- **BRIEF**: Where the listing below reaches the line containing "use clap::ValueEnum;", start writing out lines exactly, and stop once the line containing "pub enum ExportFormatParseError" has been written.

- **DATASET RECORDS**:

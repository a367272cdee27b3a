//! Smoke tests for the command line interface.

use assert_cmd::Command;
use predicates::prelude::*;

fn locsync() -> Command {
    let mut cmd = Command::cargo_bin("locsync").expect("binary builds");
    cmd.env_remove("LOCSYNC_COLLECTION");
    cmd.env_remove("LOCSYNC_EXPORT_FORMAT");
    cmd
}

#[test]
fn help_displays_usage() {
    locsync()
        .arg("--help")
        .assert()
        .success()
        .stdout(predicate::str::contains("Usage"));
}

#[test]
fn scan_lists_the_fixture_layers() {
    locsync()
        .args(["scan", "--doc", "tests/fixtures/card.json"])
        .assert()
        .success()
        .stdout(predicate::str::contains("Container: Card"))
        .stdout(predicate::str::contains("Subtitle"))
        .stdout(predicate::str::contains("3 text layer(s)"));
}

#[test]
fn scan_json_emits_the_protocol_event() {
    locsync()
        .args(["scan", "--doc", "tests/fixtures/card.json", "--json"])
        .assert()
        .success()
        .stdout(predicate::str::contains("\"kind\": \"text-layers\""))
        .stdout(predicate::str::contains("\"containerName\": \"Card\""));
}

#[test]
fn sync_writes_variables_back_to_the_document() {
    let temp = tempfile::tempdir().unwrap();
    let doc = temp.path().join("card.json");
    std::fs::copy("tests/fixtures/card.json", &doc).unwrap();

    locsync()
        .arg("sync")
        .arg("--doc")
        .arg(&doc)
        .arg("--all")
        .assert()
        .success()
        .stdout(predicate::str::contains("Collection \"Localized\":"))
        .stdout(predicate::str::contains("Title -> Card/Title_1"));

    let saved = std::fs::read_to_string(&doc).unwrap();
    assert!(saved.contains("Card/Title_1"));
    assert!(saved.contains("Card/Subtitle"));
}

#[test]
fn sync_rejects_conflicting_selection_flags() {
    locsync()
        .args([
            "sync",
            "--doc",
            "tests/fixtures/card.json",
            "--all",
            "--only",
            "Title",
        ])
        .assert()
        .failure();
}

#[test]
fn export_writes_csv_to_a_file() {
    let temp = tempfile::tempdir().unwrap();
    let out = temp.path().join("layers.csv");

    locsync()
        .args(["export", "--doc", "tests/fixtures/card.json", "--output"])
        .arg(&out)
        .assert()
        .success();

    let written = std::fs::read_to_string(&out).unwrap();
    assert!(written.starts_with("name,content,visible,bound"));
    assert!(written.contains("Subtitle,Bye,true,true"));
}

#[test]
fn serve_answers_scan_requests_over_stdio() {
    locsync()
        .args(["serve", "--doc", "tests/fixtures/card.json"])
        .write_stdin("{\"kind\":\"request-scan\"}\n")
        .assert()
        .success()
        .stdout(predicate::str::contains("\"kind\":\"text-layers\""))
        .stdout(predicate::str::contains("\"containerName\":\"Card\""));
}
//! Export rendering for scan snapshots.

use std::fs;
use std::path::{Path, PathBuf};
use std::str::FromStr;

use anyhow::{Context, Result, anyhow};
use clap::ValueEnum;
use minijinja::Environment;
use serde::{Deserialize, Serialize};
use time::OffsetDateTime;
use time::format_description::well_known::Rfc3339;

use crate::app::scan::ScanResult;
use crate::infra::config::Config;

/// Supported export formats.
#[derive(Debug, Clone, Copy, PartialEq, Eq, Serialize, Deserialize, ValueEnum)]
#[serde(rename_all = "kebab-case")]
#[value(rename_all = "kebab-case")]
pub enum ExportFormat {
    /// Comma-separated values for translator handoff.
    Csv,
    /// Markdown report with a layer table.
    Markdown,
}

impl ExportFormat {
    /// Return a stable identifier for templates and configuration.
    pub fn as_str(&self) -> &'static str {
        match self {
            ExportFormat::Csv => "csv",
            ExportFormat::Markdown => "markdown",
        }
    }

    fn default_template(&self) -> &'static str {
        match self {
            ExportFormat::Csv => "layers_csv",
            ExportFormat::Markdown => "layers_report",
        }
    }
}

impl FromStr for ExportFormat {
    type Err = ExportFormatParseError;

    fn from_str(value: &str) -> Result<Self, Self::Err> {
        match value.trim().to_ascii_lowercase().as_str() {
            "csv" => Ok(ExportFormat::Csv),
            "markdown" | "md" | "report" => Ok(ExportFormat::Markdown),
            other => Err(ExportFormatParseError::UnknownFormat(other.to_string())),
        }
    }
}

/// Error returned when parsing an [`ExportFormat`] fails.
#[derive(Debug, thiserror::Error, Clone, PartialEq, Eq)]
pub enum ExportFormatParseError {
    #[error("unknown export format '{0}'")]
    UnknownFormat(String),
}

/// Runtime options controlling export behavior.
#[derive(Debug, Clone)]
pub struct ExportOptions {
    pub format: ExportFormat,
    pub template: String,
    pub include_bound: bool,
    pub include_hidden: bool,
    pub output_path: Option<PathBuf>,
}

impl ExportOptions {
    /// Build options from configuration defaults.
    pub fn from_config(config: &Config) -> Self {
        Self::resolve(config, None)
    }

    /// Build options from configuration, letting the caller pin the format.
    /// An explicitly configured template wins over the format's built-in.
    pub fn resolve(config: &Config, format: Option<ExportFormat>) -> Self {
        let format = format.unwrap_or_else(|| {
            <ExportFormat as FromStr>::from_str(&config.defaults.export_format)
                .unwrap_or(ExportFormat::Csv)
        });
        let template = config
            .export
            .template()
            .map(str::to_owned)
            .unwrap_or_else(|| format.default_template().to_owned());
        Self {
            format,
            template,
            include_bound: config.export.include_bound(),
            include_hidden: config.export.include_hidden(),
            output_path: None,
        }
    }
}

/// Result of an export operation.
#[derive(Debug, Clone)]
pub struct ExportResult {
    pub rendered: String,
    pub output_path: Option<PathBuf>,
    /// How many records made it through the include filters.
    pub records: usize,
}

/// Renders scan snapshots through built-in or filesystem templates.
pub struct Exporter {
    env: Environment<'static>,
}

impl Exporter {
    /// Create a new exporter with built-in templates loaded.
    pub fn new() -> Result<Self> {
        Ok(Self {
            env: default_environment()?,
        })
    }

    /// Render the snapshot into a string using the supplied options.
    pub fn render(&self, scan: &ScanResult, options: &ExportOptions) -> Result<String> {
        let context = build_template_context(scan, options)?;
        self.render_with_template(&context, &options.template)
    }

    /// Render the snapshot and persist it when an output path is set.
    pub fn export(&self, scan: &ScanResult, options: &ExportOptions) -> Result<ExportResult> {
        let context = build_template_context(scan, options)?;
        let rendered = self.render_with_template(&context, &options.template)?;

        if let Some(path) = &options.output_path {
            if let Some(parent) = path.parent()
                && !parent.as_os_str().is_empty()
            {
                fs::create_dir_all(parent).with_context(|| {
                    format!("failed to create export directory: {}", parent.display())
                })?;
            }
            fs::write(path, &rendered)
                .with_context(|| format!("failed to write export output to {}", path.display()))?;
        }

        Ok(ExportResult {
            rendered,
            output_path: options.output_path.clone(),
            records: context.records.len(),
        })
    }

    fn render_with_template(
        &self,
        context: &TemplateContext,
        template_name: &str,
    ) -> Result<String> {
        if let Ok(template) = self.env.get_template(template_name) {
            return template
                .render(context)
                .map_err(|err| anyhow!("failed to render template '{template_name}': {err}"));
        }

        let template_path = Path::new(template_name);
        if template_path.exists() {
            let source = fs::read_to_string(template_path).with_context(|| {
                format!(
                    "failed to load template from path {}",
                    template_path.display()
                )
            })?;
            let mut env = Environment::new();
            env.set_trim_blocks(true);
            env.set_lstrip_blocks(true);
            env.add_filter("csv", csv_field);
            env.add_template("external", &source)
                .map_err(|err| anyhow!("invalid template '{}': {err}", template_name))?;
            return env
                .get_template("external")
                .unwrap()
                .render(context)
                .map_err(|err| anyhow!("failed to render template '{template_name}': {err}"));
        }

        Err(anyhow!(
            "template '{}' not found (built-in or filesystem)",
            template_name
        ))
    }
}

fn default_environment() -> Result<Environment<'static>> {
    let mut env = Environment::new();
    env.set_trim_blocks(true);
    env.set_lstrip_blocks(true);
    env.add_filter("csv", csv_field);
    env.add_template("layers_csv", DEFAULT_CSV_TEMPLATE)
        .map_err(|err| anyhow!("failed to register default csv template: {err}"))?;
    env.add_template("layers_report", DEFAULT_REPORT_TEMPLATE)
        .map_err(|err| anyhow!("failed to register default report template: {err}"))?;
    Ok(env)
}

/// Quote a CSV field when it contains a delimiter, quote, or line break.
fn csv_field(value: String) -> String {
    if value.contains([',', '"', '\n', '\r']) {
        format!("\"{}\"", value.replace('"', "\"\""))
    } else {
        value
    }
}

fn build_template_context(scan: &ScanResult, options: &ExportOptions) -> Result<TemplateContext> {
    let generated_at = OffsetDateTime::now_utc()
        .format(&Rfc3339)
        .context("failed to format export timestamp")?;

    let records = scan
        .records
        .iter()
        .filter(|record| options.include_bound || !record.is_bound)
        .filter(|record| options.include_hidden || record.visible)
        .map(|record| TemplateRecord {
            name: record.name.clone(),
            content: record.content.clone(),
            visible: record.visible,
            bound: record.is_bound,
            selected: record.selected,
        })
        .collect();

    Ok(TemplateContext {
        generated_at,
        format: options.format.as_str().to_string(),
        container: scan.container_name.clone(),
        total: scan.records.len(),
        records,
    })
}

#[derive(Serialize)]
struct TemplateContext {
    generated_at: String,
    format: String,
    container: Option<String>,
    total: usize,
    records: Vec<TemplateRecord>,
}

#[derive(Serialize)]
struct TemplateRecord {
    name: String,
    content: String,
    visible: bool,
    bound: bool,
    selected: bool,
}

const DEFAULT_CSV_TEMPLATE: &str = r#"name,content,visible,bound
{% for record in records %}
{{ record.name | csv }},{{ record.content | csv }},{{ record.visible }},{{ record.bound }}
{% endfor %}
"#;

const DEFAULT_REPORT_TEMPLATE: &str = r#"{% if container %}
# Text layers in {{ container }}
{% else %}
# Text layers
{% endif %}

Generated at: {{ generated_at }}

| Layer | Content | Visible | Bound |
| --- | --- | --- | --- |
{% for record in records %}
| {{ record.name }} | {{ record.content }} | {{ record.visible }} | {{ record.bound }} |
{% endfor %}

{{ records | length }} of {{ total }} text layer(s) exported.
"#;
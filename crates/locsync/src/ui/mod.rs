//! Message protocol and dispatch bridge for external UI consumers.

pub mod bridge;
pub mod messages;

- **YOUR RESPONSE**:
use clap::ValueEnum;
use minijinja::Environment;
use serde::{Deserialize, Serialize};
use time::OffsetDateTime;
use time::format_description::well_known::Rfc3339;

use crate::app::scan::ScanResult;
use crate::infra::config::Config;

/// Supported export formats.
#[derive(Debug, Clone, Copy, PartialEq, Eq, Serialize, Deserialize, ValueEnum)]
#[serde(rename_all = "kebab-case")]
#[value(rename_all = "kebab-case")]
pub enum ExportFormat {
    /// Comma-separated values for translator handoff.
    Csv,
    /// Markdown report with a layer table.
    Markdown,
}

impl ExportFormat {
    /// Return a stable identifier for templates and configuration.
    pub fn as_str(&self) -> &'static str {
        match self {
            ExportFormat::Csv => "csv",
            ExportFormat::Markdown => "markdown",
        }
    }

    fn default_template(&self) -> &'static str {
        match self {
            ExportFormat::Csv => "layers_csv",
            ExportFormat::Markdown => "layers_report",
        }
    }
}

impl FromStr for ExportFormat {
    type Err = ExportFormatParseError;

    fn from_str(value: &str) -> Result<Self, Self::Err> {
        match value.trim().to_ascii_lowercase().as_str() {
            "csv" => Ok(ExportFormat::Csv),
            "markdown" | "md" | "report" => Ok(ExportFormat::Markdown),
            other => Err(ExportFormatParseError::UnknownFormat(other.to_string())),
        }
    }
}

/// Error returned when parsing an [`ExportFormat`] fails.
#[derive(Debug, thiserror::Error, Clone, PartialEq, Eq)]
pub enum ExportFormatParseError {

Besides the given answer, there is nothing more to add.